╔══
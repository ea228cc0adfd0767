//! Deserializers for config values that arrive as plain strings

use std::fmt::Display;
use std::str::FromStr;

use serde::{Deserialize as _, Deserializer};

/// Parse a value through its `FromStr` implementation
pub(super) fn from_str<'de, D, T>(deserializer: D) -> Result<T, D::Error>
where
    D: Deserializer<'de>,
    T: FromStr,
    <T as FromStr>::Err: Display,
{
    let raw = String::deserialize(deserializer)?;
    T::from_str(&raw).map_err(serde::de::Error::custom)
}

/// Parse an optional value, treating a missing or blank string as unset.
///
/// Environment variables are often exported as empty strings rather than removed, and those
/// should fall back to the default instead of failing to parse.
pub(super) fn blank_as_none<'de, D, T>(deserializer: D) -> Result<Option<T>, D::Error>
where
    D: Deserializer<'de>,
    T: FromStr,
    <T as FromStr>::Err: Display,
{
    match Option::<String>::deserialize(deserializer)? {
        Some(raw) if !raw.trim().is_empty() => T::from_str(&raw)
            .map(Some)
            .map_err(serde::de::Error::custom),
        _ => Ok(None),
    }
}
╚══
> **HOW TO COMPLETE THIS TASK**: Line by line, retype the whole listing exactly.

> **REPLY**:
repository ea228cc0adfd0767
//! Deserializers for config values that arrive as plain strings

use std::fmt::Display;
use std::str::FromStr;

use serde::{Deserialize as _, Deserializer};

/// Parse a value through its `FromStr` implementation
pub(super) fn from_str<'de, D, T>(deserializer: D) -> Result<T, D::Error>
where
    D: Deserializer<'de>,
    T: FromStr,
    <T as FromStr>::Err: Display,
{
    let raw = String::deserialize(deserializer)?;
    T::from_str(&raw).map_err(serde::de::Error::custom)
}

/// Parse an optional value, treating a missing or blank string as unset.
///
/// Environment variables are often exported as empty strings rather than removed, and those
/// should fall back to the default instead of failing to parse.
pub(super) fn blank_as_none<'de, D, T>(deserializer: D) -> Result<Option<T>, D::Error>
where
    D: Deserializer<'de>,
    T: FromStr,
    <T as FromStr>::Err: Display,
{
    match Option::<String>::deserialize(deserializer)? {
        Some(raw) if !raw.trim().is_empty() => T::from_str(&raw)
            .map(Some)
            .map_err(serde::de::Error::custom),
        _ => Ok(None),
    }
}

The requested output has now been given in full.